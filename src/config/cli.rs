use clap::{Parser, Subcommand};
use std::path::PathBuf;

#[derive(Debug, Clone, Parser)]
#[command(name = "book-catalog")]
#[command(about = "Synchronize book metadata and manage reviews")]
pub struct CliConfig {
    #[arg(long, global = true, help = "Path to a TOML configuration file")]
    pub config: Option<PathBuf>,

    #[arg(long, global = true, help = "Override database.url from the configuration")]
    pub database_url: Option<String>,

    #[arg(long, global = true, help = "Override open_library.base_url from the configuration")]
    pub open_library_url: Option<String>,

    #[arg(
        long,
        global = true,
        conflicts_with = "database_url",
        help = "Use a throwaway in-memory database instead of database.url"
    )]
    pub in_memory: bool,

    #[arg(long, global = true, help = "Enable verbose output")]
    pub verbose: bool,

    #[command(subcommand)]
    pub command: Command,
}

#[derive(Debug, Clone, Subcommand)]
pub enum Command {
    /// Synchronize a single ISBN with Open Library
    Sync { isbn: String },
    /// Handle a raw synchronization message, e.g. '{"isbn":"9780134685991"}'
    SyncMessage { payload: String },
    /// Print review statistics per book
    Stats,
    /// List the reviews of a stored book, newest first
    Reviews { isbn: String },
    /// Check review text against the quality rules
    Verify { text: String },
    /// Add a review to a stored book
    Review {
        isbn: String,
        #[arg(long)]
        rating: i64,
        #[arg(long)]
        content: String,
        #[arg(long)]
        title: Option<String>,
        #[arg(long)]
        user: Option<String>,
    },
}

============================================================

◆ Action item
After reading the material above, repeat all of it exactly.

◆ Response to this exercise
filename src/config/cli.rs
use clap::{Parser, Subcommand};
use std::path::PathBuf;

#[derive(Debug, Clone, Parser)]
#[command(name = "book-catalog")]
#[command(about = "Synchronize book metadata and manage reviews")]
pub struct CliConfig {
    #[arg(long, global = true, help = "Path to a TOML configuration file")]
    pub config: Option<PathBuf>,

    #[arg(long, global = true, help = "Override database.url from the configuration")]
    pub database_url: Option<String>,

    #[arg(long, global = true, help = "Override open_library.base_url from the configuration")]
    pub open_library_url: Option<String>,

    #[arg(
        long,
        global = true,
        conflicts_with = "database_url",
        help = "Use a throwaway in-memory database instead of database.url"
    )]
    pub in_memory: bool,

    #[arg(long, global = true, help = "Enable verbose output")]
    pub verbose: bool,

    #[command(subcommand)]
    pub command: Command,
}

#[derive(Debug, Clone, Subcommand)]
pub enum Command {
    /// Synchronize a single ISBN with Open Library
    Sync { isbn: String },
    /// Handle a raw synchronization message, e.g. '{"isbn":"9780134685991"}'
    SyncMessage { payload: String },
    /// Print review statistics per book
    Stats,
    /// List the reviews of a stored book, newest first
    Reviews { isbn: String },
    /// Check review text against the quality rules
    Verify { text: String },
    /// Add a review to a stored book
    Review {
        isbn: String,
        #[arg(long)]
        rating: i64,
        #[arg(long)]
        content: String,
        #[arg(long)]
        title: Option<String>,
        #[arg(long)]
        user: Option<String>,
    },
}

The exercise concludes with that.